L'insoutenable bleu du ciel

 


Allongé sur un lit de 90, mon regard se perd dans l'azur. Pas un nuage. C'est un février estival, comme celui de l'année dernière, et de l'année d'avant... Le bleu du ciel est saturé, tellement vif qu'il explose la rétine de mes yeux. Le trop-plein de luminosité m'a toujours fait pleurer. Trop sensible, je pose une main sur mon regard, pour me protéger et pour oublier le vert olive pisseux sur les murs, l’exiguïté du lieu aussi. 

Pourtant, malgré toutes ces précautions, impossible de faire le noir : des ombres rougeoyantes s'animent sous mes paupières. Elles me fascinent et m'hypnotisent, comme les flammes d'un feu de bois. 

J'aimerais faire taire le monde extérieur, mais je suis bien incapable de faire abstraction. J'entends des invectives (Bâtard ! Narvalo !), des hourras, des balles frappées contre le mur... J'entends le bruit du bus qui stoppe en grinçant et qui redémarre poussivement, la pétarade d'un gang de mobylettes, le boom boom du hip hop, des mélopées orientales... Bien qu'enfermé, l'extérieur est bien trop présent à mes oreilles.

Mon cerveau turbine à plein régime, à cause de l'inactivité je suppose. Je tente une plongée en profondeur sous cette surface de bruit et de lumière, vers le plus secret, le plus intime, je plonge au cœur de ce que l'on ne m'enlèvera jamais : mon imagination. 

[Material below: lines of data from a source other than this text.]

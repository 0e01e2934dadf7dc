//! The `baton` binary.

mod config;
mod runtime;

use anyhow::Context;
use baton_api::{ApiServer, ApiState, AuthConfig};
use baton_ledger::TaskLedger;
use baton_orchestrator::ZombieReaper;
use clap::{Parser, Subcommand, ValueEnum};
use config::BatonConfig;
use runtime::Runtime;
use std::path::PathBuf;
use std::sync::Arc;
use tokio::task::JoinSet;
use tokio_util::sync::CancellationToken;
use tracing::info;
use tracing_subscriber::EnvFilter;

#[derive(Parser)]
#[command(name = "baton", version, about = "Baton: multi-agent task orchestration and protocol gateway")]
struct Cli {
    /// Path to config file
    #[arg(short, long, env = "BATON_CONFIG", default_value = "baton.toml")]
    config: PathBuf,

    /// Log output format
    #[arg(long, env = "BATON_LOG_FORMAT", value_enum, default_value_t = LogFormat::Json)]
    log_format: LogFormat,

    #[command(subcommand)]
    command: Commands,
}

#[derive(Clone, Copy, ValueEnum)]
enum LogFormat {
    Json,
    Pretty,
}

#[derive(Subcommand)]
enum Commands {
    /// Run the dispatcher, the reaper and the HTTP API
    Serve {
        /// Host to bind to (overrides config)
        #[arg(long)]
        host: Option<String>,
        /// Port to listen on (overrides config)
        #[arg(short, long)]
        port: Option<u16>,
    },
    /// Prune persisted sessions past retention and exit
    Sweep,
    /// Inspect the configuration
    Config {
        #[command(subcommand)]
        action: ConfigAction,
    },
}

#[derive(Subcommand)]
enum ConfigAction {
    /// Validate the config file and print the effective settings
    Check,
}

fn init_tracing(format: LogFormat) {
    let filter = EnvFilter::try_from_default_env().unwrap_or_else(|_| EnvFilter::new("info"));
    let builder = tracing_subscriber::fmt().with_env_filter(filter);
    match format {
        LogFormat::Json => builder.json().init(),
        LogFormat::Pretty => builder.pretty().init(),
    }
}

#[tokio::main]
async fn main() -> anyhow::Result<()> {
    dotenvy::dotenv().ok();
    let cli = Cli::parse();
    init_tracing(cli.log_format);

    let config = BatonConfig::load(&cli.config).await?;
    config.validate()?;

    match cli.command {
        Commands::Serve { host, port } => serve(config, host, port).await?,
        Commands::Sweep => sweep(config).await?,
        Commands::Config {
            action: ConfigAction::Check,
        } => {
            println!("{}", serde_json::to_string_pretty(&config)?);
            println!("\nConfig '{}' is valid.", cli.config.display());
        }
    }

    Ok(())
}

async fn serve(config: BatonConfig, host: Option<String>, port: Option<u16>) -> anyhow::Result<()> {
    tokio::fs::create_dir_all(&config.data_dir)
        .await
        .with_context(|| format!("failed to create data dir '{}'", config.data_dir.display()))?;
    let runtime = Runtime::build(&config).await?;

    let auth = AuthConfig::new(config.api.api_keys.clone());
    if auth.is_enabled() {
        info!(keys = config.api.api_keys.len(), "API key auth enabled");
    }
    let state = Arc::new(ApiState {
        dispatcher: runtime.dispatcher.clone(),
        governor: runtime.governor.clone(),
        reaper: runtime.reaper.clone(),
    });
    let app = ApiServer::build_with_auth(state, auth);

    let host = host.unwrap_or(config.api.host);
    let port = port.unwrap_or(config.api.port);
    let addr = format!("{host}:{port}");
    let listener = tokio::net::TcpListener::bind(&addr)
        .await
        .with_context(|| format!("failed to bind {addr}"))?;

    let cancel = CancellationToken::new();
    let mut loops = JoinSet::new();
    loops.spawn(runtime.dispatcher.clone().run(cancel.clone()));
    loops.spawn(runtime.reaper.clone().run(cancel.clone()));
    let mut server = tokio::spawn(ApiServer::serve(listener, app, cancel.clone()));
    info!(%addr, "Baton started");

    let early = tokio::select! {
        joined = &mut server => Some(joined),
        signal = tokio::signal::ctrl_c() => {
            signal.context("failed to listen for ctrl-c")?;
            info!("Shutdown requested");
            None
        }
    };
    cancel.cancel();
    let served = match early {
        Some(joined) => joined,
        None => server.await,
    };
    while let Some(joined) = loops.join_next().await {
        joined?;
    }
    served??;
    info!("Baton stopped");
    Ok(())
}

async fn sweep(config: BatonConfig) -> anyhow::Result<()> {
    let sessions = runtime::session_store(&config).await?;
    let reaper = ZombieReaper::new(Arc::new(TaskLedger::new()), sessions, config.reaper_config());
    let stats = reaper.sweep_retention().await?;
    println!("{}", serde_json::to_string_pretty(&stats)?);
    Ok(())
}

Je visualise les fleurs blanches, bleues et jaunes qui tapissent les allées du jardin de papy. Ébloui, je zoome à fond, j'observe les corolles, puis chaque pétale, je ressens la sève qui se diffuse dans chacune des fleurs à toute vitesse. Il y a toute une vie minuscule, quasi imperceptible dans ces platebandes. Je suis le témoin du travail acharné des fourmis, je fais connaissance avec la famille pince-oreille que les scientifiques nomment Forficules.  Les fleurs ne sentent pas grand chose, mais je me délecte de l'odeur de la terre chauffée par le soleil, j'admire sa couleur chocolat, j'aime son goût acre, presque métallique. Mes oreilles perçoivent le bourdonnement lancinant des abeilles et des guêpes, le bruissement des ailes d'autres insectes encore inconnus. Toute cette activité résonne avec précision dans mes tympans, et j'en comprend la signification secrète. La sueur dégouline le long de mes tempes. A l'intérieur de la maison, Mamie prépare une citronnade, les glaçons s'entrechoquent dans la grande carafe en plastique orange.

Papy au loin, tout au bout de l'allée, me fait de grands signes, de grands moulinets de bras comme un naufragé sur une île déserte. Il avance vers moi en trainant la patte, Long John Silver de banlieue.

"Oh Papy, que t'es t-il arrivé ?"

Le vieux hirsute et mal fagoté m'embarque dans des explications sans fin, il me parle d'un match de football, d'un tacle vicieux derrière les chevilles.

"A cause de tout ça mon équipe s'est faite sortir ! Premier tour de coupe ! La honte !" 

Il est agacé, tout rouge. J'entends ce qu'il me raconte mais je ne comprends rien, a-t-il déjà tapé dans un ballon ?

J'ouvre les yeux. La lumière aveuglante percute les murs dégueulasses, je me retourne instinctivement, violemment, j'enfouis la tête dans l'oreiller. Encore dix piges à passer au violon.